>>>

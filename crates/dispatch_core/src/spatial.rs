//! Driver proximity index: worker identity -> last known coordinate.
//!
//! This module provides:
//!
//! - **DriverGeoIndex**: one layer per service type, bucketed by H3 cell
//! - **Expiry**: entries not refreshed within the TTL are treated as absent
//! - **Nearby queries**: grid-disk prefilter, exact haversine filter and sort
//!
//! Default resolution is 8 (~460m edge), suitable for city-scale radii.

use std::cmp::Reverse;
use std::collections::HashMap;
use std::sync::{Arc, PoisonError, RwLock};
use std::time::Duration;

use chrono::{DateTime, Utc};
use h3o::{CellIndex, Resolution};

use dispatch_contract::contract::ServiceType;

use crate::clock::Clock;
use crate::geo::{haversine_km, to_lat_lng, GeoError, GeoPoint};

pub const DEFAULT_ENTRY_TTL: Duration = Duration::from_secs(300);
pub const DEFAULT_RESOLUTION: Resolution = Resolution::Eight;

/// Distances closer than this are considered equal when ordering results.
const TIE_TOLERANCE_KM: f64 = 1e-9;

/// Margin applied to the average hexagon size when sizing the search disk,
/// covering H3's cell size distortion across the globe.
const RING_SPACING_FACTOR: f64 = 1.2;

#[derive(Debug, Clone, Copy)]
pub struct GeoIndexConfig {
    pub resolution: Resolution,
    pub entry_ttl: Duration,
}

impl Default for GeoIndexConfig {
    fn default() -> Self {
        Self {
            resolution: DEFAULT_RESOLUTION,
            entry_ttl: DEFAULT_ENTRY_TTL,
        }
    }
}

#[derive(Debug, Clone, PartialEq)]
pub struct GeoIndexEntry {
    pub worker_id: String,
    pub service_type: ServiceType,
    pub position: GeoPoint,
    pub updated_at: DateTime<Utc>,
}

/// A query hit with its distance from the query point.
#[derive(Debug, Clone, PartialEq)]
pub struct NearbyWorker {
    pub entry: GeoIndexEntry,
    pub distance_km: f64,
}

#[derive(Debug)]
struct IndexedEntry {
    cell: CellIndex,
    entry: GeoIndexEntry,
}

/// Cell -> workers plus the reverse mapping for one service type.
#[derive(Debug, Default)]
struct ServiceLayer {
    workers_by_cell: HashMap<CellIndex, Vec<String>>,
    entries: HashMap<String, IndexedEntry>,
}

impl ServiceLayer {
    fn upsert(&mut self, cell: CellIndex, entry: GeoIndexEntry) {
        let worker_id = entry.worker_id.clone();
        match self.entries.get_mut(&worker_id) {
            Some(existing) => {
                let old_cell = existing.cell;
                existing.cell = cell;
                existing.entry = entry;
                if old_cell != cell {
                    self.detach(old_cell, &worker_id);
                    self.workers_by_cell.entry(cell).or_default().push(worker_id);
                }
            }
            None => {
                self.workers_by_cell
                    .entry(cell)
                    .or_default()
                    .push(worker_id.clone());
                self.entries.insert(worker_id, IndexedEntry { cell, entry });
            }
        }
    }

    fn remove(&mut self, worker_id: &str) -> Option<GeoIndexEntry> {
        let removed = self.entries.remove(worker_id)?;
        self.detach(removed.cell, worker_id);
        Some(removed.entry)
    }

    fn detach(&mut self, cell: CellIndex, worker_id: &str) {
        if let Some(workers) = self.workers_by_cell.get_mut(&cell) {
            workers.retain(|w| w != worker_id);
            if workers.is_empty() {
                self.workers_by_cell.remove(&cell);
            }
        }
    }
}

/// Per-service-type proximity index with expiry.
///
/// Writers race last-writer-wins: the index is a cache of "presumed online"
/// workers, never the source of truth for availability.
pub struct DriverGeoIndex {
    config: GeoIndexConfig,
    clock: Arc<dyn Clock>,
    layers: RwLock<HashMap<ServiceType, ServiceLayer>>,
}

impl DriverGeoIndex {
    pub fn new(config: GeoIndexConfig, clock: Arc<dyn Clock>) -> Self {
        Self {
            config,
            clock,
            layers: RwLock::new(HashMap::new()),
        }
    }

    pub fn config(&self) -> GeoIndexConfig {
        self.config
    }

    /// Record the latest position for a worker, replacing any previous one.
    pub fn upsert(
        &self,
        worker_id: &str,
        service_type: ServiceType,
        lat: f64,
        lng: f64,
    ) -> Result<GeoIndexEntry, GeoError> {
        let position = GeoPoint { lat, lng };
        let cell = to_lat_lng(position)?.to_cell(self.config.resolution);
        let entry = GeoIndexEntry {
            worker_id: worker_id.to_string(),
            service_type,
            position,
            updated_at: self.clock.now(),
        };

        let mut layers = self.layers.write().unwrap_or_else(PoisonError::into_inner);
        layers
            .entry(service_type)
            .or_default()
            .upsert(cell, entry.clone());
        Ok(entry)
    }

    pub fn remove(&self, worker_id: &str, service_type: ServiceType) -> Option<GeoIndexEntry> {
        let mut layers = self.layers.write().unwrap_or_else(PoisonError::into_inner);
        layers.get_mut(&service_type)?.remove(worker_id)
    }

    /// Live entry for a worker, `None` if absent or expired.
    pub fn get(&self, worker_id: &str, service_type: ServiceType) -> Option<GeoIndexEntry> {
        let now = self.clock.now();
        let layers = self.layers.read().unwrap_or_else(PoisonError::into_inner);
        let indexed = layers.get(&service_type)?.entries.get(worker_id)?;
        (!self.is_expired(&indexed.entry, now)).then(|| indexed.entry.clone())
    }

    /// Workers within `radius_km` of the point, nearest first.
    ///
    /// Equidistant workers (within floating tolerance) are ordered by most
    /// recent update first. Expired entries never appear.
    pub fn query_nearby(
        &self,
        lat: f64,
        lng: f64,
        radius_km: f64,
        service_type: ServiceType,
        limit: usize,
    ) -> Result<Vec<NearbyWorker>, GeoError> {
        let origin = GeoPoint { lat, lng };
        let origin_cell = to_lat_lng(origin)?.to_cell(self.config.resolution);
        if limit == 0 || !(radius_km > 0.0) {
            return Ok(Vec::new());
        }

        let now = self.clock.now();
        let layers = self.layers.read().unwrap_or_else(PoisonError::into_inner);
        let Some(layer) = layers.get(&service_type) else {
            return Ok(Vec::new());
        };

        let mut hits: Vec<NearbyWorker> = Vec::new();
        let mut consider = |indexed: &IndexedEntry| {
            if self.is_expired(&indexed.entry, now) {
                return;
            }
            let distance_km = haversine_km(origin, indexed.entry.position);
            if distance_km <= radius_km {
                hits.push(NearbyWorker {
                    entry: indexed.entry.clone(),
                    distance_km,
                });
            }
        };

        let rings = self.rings_for_radius(radius_km);
        if disk_cell_count(rings) >= layer.workers_by_cell.len() {
            // Fewer occupied cells than the disk would visit: scan them all.
            layer.entries.values().for_each(&mut consider);
        } else {
            for cell in origin_cell.grid_disk::<Vec<_>>(rings) {
                let Some(workers) = layer.workers_by_cell.get(&cell) else {
                    continue;
                };
                for worker_id in workers {
                    if let Some(indexed) = layer.entries.get(worker_id) {
                        consider(indexed);
                    }
                }
            }
        }

        hits.sort_by_key(|hit| {
            (
                quantize(hit.distance_km),
                Reverse(hit.entry.updated_at),
                hit.entry.worker_id.clone(),
            )
        });
        hits.truncate(limit);
        Ok(hits)
    }

    /// Drop every expired entry. Returns how many were removed.
    pub fn purge_expired(&self) -> usize {
        let now = self.clock.now();
        let mut layers = self.layers.write().unwrap_or_else(PoisonError::into_inner);
        let mut removed = 0;
        for layer in layers.values_mut() {
            let expired: Vec<String> = layer
                .entries
                .values()
                .filter(|indexed| self.is_expired(&indexed.entry, now))
                .map(|indexed| indexed.entry.worker_id.clone())
                .collect();
            for worker_id in expired {
                if layer.remove(&worker_id).is_some() {
                    removed += 1;
                }
            }
        }
        removed
    }

    /// Number of stored entries, expired or not.
    pub fn len(&self) -> usize {
        let layers = self.layers.read().unwrap_or_else(PoisonError::into_inner);
        layers.values().map(|layer| layer.entries.len()).sum()
    }

    pub fn is_empty(&self) -> bool {
        self.len() == 0
    }

    fn is_expired(&self, entry: &GeoIndexEntry, now: DateTime<Utc>) -> bool {
        match (now - entry.updated_at).to_std() {
            Ok(age) => age > self.config.entry_ttl,
            // Updated "in the future" relative to this clock: still fresh.
            Err(_) => false,
        }
    }

    fn rings_for_radius(&self, radius_km: f64) -> u32 {
        let edge_km = self.config.resolution.edge_length_km();
        let spacing_km = edge_km * RING_SPACING_FACTOR;
        let rings = ((radius_km + edge_km) / spacing_km).ceil() + 1.0;
        rings.min(u32::MAX as f64) as u32
    }
}

/// Number of cells in a hexagonal disk of `k` rings.
fn disk_cell_count(k: u32) -> usize {
    let k = k as usize;
    3usize.saturating_mul(k).saturating_mul(k.saturating_add(1)).saturating_add(1)
}

fn quantize(distance_km: f64) -> i64 {
    (distance_km / TIE_TOLERANCE_KM).round() as i64
}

<<<

> _The problem_
Show the lines of the records that contain the word "cells".

> _Task result_
            // Fewer occupied cells than the disk would visit: scan them all.
/// Number of cells in a hexagonal disk of `k` rings.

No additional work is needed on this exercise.